Chineme Okafor in Abuja
The 11 electricity distribution companies (Discos) in Nigeria’s electricity market may get a temporary reprieve on the plan by the Nigerian Electricity Regulatory Commission (NERC) and Market Operations (MO) Department of the Transmission Company of Nigeria (TCN) to escrow their accounts and the monthly revenues they get from the market, THISDAY has learnt.
This is because of the imminent release of the N701 billion financial stimulus the federal government has planned to give the Nigerian Bulk Electricity Trading Plc (NBET) to meet up with payments to electricity generation companies (Gencos) and gas suppliers, and with which it hopes to improve power generation, supplies, and revenue collections by the Discos.
According to the Executive Director of the MO, Mr. Moshood Saleeman, the NERC and MO had perfected plans to begin to enforce all existing rules of the electricity market, including rules on payments and guarantees, but may have to consider the government’s moves to stimulate the operations of the Discos.
Saleeman stated this at a workshop organised by his department for all market participants yesterday in Abuja. He also disclosed that the average monthly revenue remittances of the 11 Discos was now 35 per cent.
“Aside from the escrowing of account of the Discos, there are other things we are working out with the Nigerian Electricity Regulatory Commission (NERC) to ensure liquidity in the market.
“By the rule, the MO has the power to escrow the account of Discos that have not made payment but the federal government is trying to provide money to avoid this. Recently it provided a buffer of N701 billion for the Gencos to make sure the electricity market becomes better,” said Saleeman.
He, however, noted that MO would go on to enforce the rules governing the market, adding that stakeholders’ respect for market rules was vital to getting the market to operate efficiently.

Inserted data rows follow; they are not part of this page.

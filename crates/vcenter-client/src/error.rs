//! vCenter client errors

use std::time::Duration;
use thiserror::Error;

/// Errors that can occur when interacting with the vCenter API
#[derive(Debug, Error)]
pub enum VcenterError {
    /// HTTP request/response error
    #[error("HTTP error: {0}")]
    Http(#[from] reqwest::Error),

    /// vCenter API returned an error
    #[error("vCenter API error: {0}")]
    Api(String),

    /// JSON serialization/deserialization error
    #[error("Serialization error: {0}")]
    Serialization(#[from] serde_json::Error),

    /// Session creation failed (bad credentials, locked account, etc.)
    #[error("Authentication failed: {0}")]
    Authentication(String),

    /// Resource not found
    #[error("Not found: {0}")]
    NotFound(String),

    /// Task did not reach a terminal status in time
    #[error("Timed out after {}s waiting for task {task_id}", timeout.as_secs())]
    TaskTimeout { task_id: String, timeout: Duration },

    /// Task response carried no usable status
    #[error("Invalid status [{status}] for task {task_id}")]
    TaskStatus { task_id: String, status: String },

    /// Response body did not have the expected shape
    #[error("Invalid response: {0}")]
    InvalidResponse(String),
}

“Henceforth, MO will enforce the rules and penalise defaulters – Market Rule 45. From today, we are going to ensure that all the rules are complied with. They include rules about payment to the market, and other essential rules for the market to grow,” he stated.
The Discos have since opposed the government’s plans to escrow their accounts to make them pay in full for electricity supplied to them. They in their opposition to the move, alleged that it would amount to the government taking over their operations.
But on the Discos’ revenue remittance levels, Saleeman explained: “We now experience a marginal increase of 35 per cent in the remittances of the Discos but we are not yet there; it is improving gradually.”
Also, the Executive Director, Transmission Service Provider (TSP) Head, Tom Uwah, reiterated that the inability of Discos to take up generated power from the system has continued to result to high frequency which often led to system collapses.
Similarly, the Managing Director of TCN, Mr. Usman Gur Mohammed, urged stakeholders in the power sector to desist from the frequent blame games they get involved in, and work to advance the efficiency of the market.
Mohammed, who was represented by TCN Director of Finance and Accounts, Mr. Sunny Iroche, confirmed that Discos’ rejection of load was still a challenge to the transmission company.
He said: “Load rejection causes high frequency in transmission when the Discos reject load and we have to tell the Gencos to reduce generation so we can balance the system.”
Mohanned also stated that the TCN has reduced the percentage of transmission losses it records to about eight, from 10 per cent that it was some years back.